RBOB and ULSD are posting moderate gains this morning, but ULSD is the weakest member of the complex for a change. This follows a heavy loss Thursday. RBOB has rebounded from a 7-month low to post a moderate gain. The EIA report showed the US refinery operating rate at 90.9%, down from 92.7% the previous week, 81.9% a year ago, and a 5-year average of 84.8%. Implied gasoline demand came in at 8.727 million barrels per day last week, up from 8.591 million the previous week. However, this also meant that in 9 of 15 weeks this summer, demand was below 9 mbd. Average demand for the past four weeks is down 7.9% from last year. Gasoline stocks rose 333,000 barrels last week, but they were 5.191 million barrels below a year ago and 12.189 million below the five-year average.

NATURAL GAS

Natural gas prices have had a rough start to the month, but they may have finally found their footing.
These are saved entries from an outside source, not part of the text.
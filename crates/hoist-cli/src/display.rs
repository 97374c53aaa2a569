//! Interactive progress rendering.

use hoist_core::{ProgressObserver, ProgressSample};
use indicatif::{ProgressBar, ProgressStyle};

/// An indicatif bar fed by the retriever's progress samples. Each
/// retrieval (primary, then possibly recovery) gets a fresh bar.
pub struct RetrievalBar {
    bar: ProgressBar,
}

impl RetrievalBar {
    pub fn new() -> Self {
        Self { bar: make_bar() }
    }
}

impl Default for RetrievalBar {
    fn default() -> Self {
        Self::new()
    }
}

fn make_bar() -> ProgressBar {
    let bar = ProgressBar::new(100);
    bar.set_style(
        ProgressStyle::with_template("{spinner:.green} {msg} [{bar:30.cyan/blue}] {percent}%")
            .unwrap()
            .progress_chars("=> "),
    );
    bar
}

impl ProgressObserver for RetrievalBar {
    fn on_sample(&mut self, sample: &ProgressSample) {
        self.bar
            .set_position((sample.fraction_complete * 100.0).round() as u64);
        self.bar.set_message(format!(
            "{} @ {} eta {}",
            sample.size,
            sample.rate,
            sample.eta.as_deref().unwrap_or("-")
        ));
    }

    fn on_finish(&mut self) {
        self.bar.finish_and_clear();
        self.bar = make_bar();
    }
}
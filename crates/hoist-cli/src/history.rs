//! Local transfer history.
//!
//! Every finished run appends one record to a capped JSONL file under the
//! user's config directory. This is the report sink: the core produces the
//! report object, persistence and formatting happen here.

use std::collections::VecDeque;
use std::env;
use std::fs::{self, File, OpenOptions};
use std::io::{BufRead, BufReader, Write};
use std::path::{Path, PathBuf};

use directories::ProjectDirs;
use eyre::{Context, Result};
use hoist_core::TransferReport;
use serde::{Deserialize, Serialize};

const MAX_HISTORY_BYTES: u64 = 1_000_000;

/// One finished run, flattened for persistence.
#[derive(Debug, Clone, Serialize, Deserialize)]
pub struct TransferRecord {
    pub timestamp: String,
    pub success: bool,
    pub source_path: String,
    pub target_path: String,
    pub duration_seconds: f64,
    pub total_size_bytes: u64,
    pub transferred_size_bytes: u64,
    pub rate_bytes_per_sec: f64,
    pub file_count: u64,
    pub directory_count: u64,
    pub errors: Vec<String>,
}

impl TransferRecord {
    pub fn from_report(report: &TransferReport) -> Self {
        Self {
            timestamp: report.started_at.format("%Y-%m-%d %H:%M:%S").to_string(),
            success: report.success,
            source_path: report.source_path.clone(),
            target_path: report.target_path.clone(),
            duration_seconds: report.duration().as_secs_f64(),
            total_size_bytes: report.total_size_bytes,
            transferred_size_bytes: report.transferred_size_bytes,
            rate_bytes_per_sec: report.average_rate(),
            file_count: report.file_count,
            directory_count: report.directory_count,
            errors: report.errors.clone(),
        }
    }
}

/// Append a record to the history store.
pub fn append_record(record: &TransferRecord) -> Result<()> {
    let path = history_path()?;
    if let Some(parent) = path.parent() {
        fs::create_dir_all(parent)
            .wrap_err_with(|| format!("failed to create history directory {}", parent.display()))?;
    }

    let mut file = OpenOptions::new()
        .create(true)
        .append(true)
        .open(&path)
        .wrap_err_with(|| format!("failed to open history file {}", path.display()))?;

    let line = serde_json::to_string(record).wrap_err("serialize transfer record")?;
    writeln!(file, "{line}").wrap_err("write transfer record")?;
    drop(file);

    enforce_size_cap(&path, MAX_HISTORY_BYTES)?;
    Ok(())
}

/// Read the most recent records, oldest first. `limit` of zero means all.
pub fn read_recent(limit: usize) -> Result<Vec<TransferRecord>> {
    let path = history_path()?;
    if !path.exists() {
        return Ok(Vec::new());
    }

    let file = File::open(&path)?;
    let reader = BufReader::new(file);
    let mut records = Vec::new();

    for line in reader.lines() {
        let Ok(line) = line else { continue };
        if line.trim().is_empty() {
            continue;
        }
        if let Ok(record) = serde_json::from_str::<TransferRecord>(&line) {
            records.push(record);
        }
    }

    if limit == 0 || records.len() <= limit {
        return Ok(records);
    }
    let start = records.len().saturating_sub(limit);
    Ok(records[start..].to_vec())
}

pub fn config_dir() -> Result<PathBuf> {
    if let Some(proj) = ProjectDirs::from("com", "Hoist", "Hoist") {
        return Ok(proj.config_dir().to_path_buf());
    }
    let home = env::var_os("HOME")
        .ok_or_else(|| eyre::eyre!("cannot determine HOME directory for transfer history"))?;
    Ok(Path::new(&home).join(".config").join("hoist"))
}

pub fn history_path() -> Result<PathBuf> {
    Ok(config_dir()?.join("transfers.jsonl"))
}

/// Drop the oldest lines once the file outgrows the cap, keeping the
/// newest records.
fn enforce_size_cap(path: &Path, max_bytes: u64) -> Result<()> {
    let metadata = match fs::metadata(path) {
        Ok(meta) => meta,
        Err(err) if err.kind() == std::io::ErrorKind::NotFound => return Ok(()),
        Err(err) => return Err(err.into()),
    };
    if metadata.len() <= max_bytes {
        return Ok(());
    }

    let file = File::open(path)?;
    let reader = BufReader::new(file);
    let mut lines: VecDeque<String> = reader
        .lines()
        .collect::<std::result::Result<Vec<String>, _>>()
        .wrap_err("read transfer history for rotation")?
        .into_iter()
        .filter(|line| !line.trim().is_empty())
        .collect();

    let mut total_size: usize = lines.iter().map(|l| l.len() + 1).sum();
    let mut trimmed = false;
    while lines.len() > 1 && total_size > max_bytes as usize {
        if let Some(front) = lines.pop_front() {
            total_size -= front.len() + 1;
            trimmed = true;
        }
    }
    if !trimmed {
        return Ok(());
    }

    let mut out = String::with_capacity(total_size);
    for line in &lines {
        out.push_str(line);
        out.push('\n');
    }
    fs::write(path, out).wrap_err("rewrite trimmed transfer history")?;
    Ok(())
}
October natural gas held within a tight range on Thursday and closed with a moderate gain, and it was higher again overnight. European gas prices are well below their August highs, but Russia’s threats to cut off exports continue to lend support to the market. The weekly EIA storage report showed a net injection of 54 bcf into US storage last week, which was in line with expectations. This left total storage at 2,694 bcf, 11.5% below the 5-year average. Over the last four weeks, storage has increased 193 bcf. Power plant demand is expected to fall off the next couple of weeks, and US production is expected to climb above 99 bcf per day to a new record high.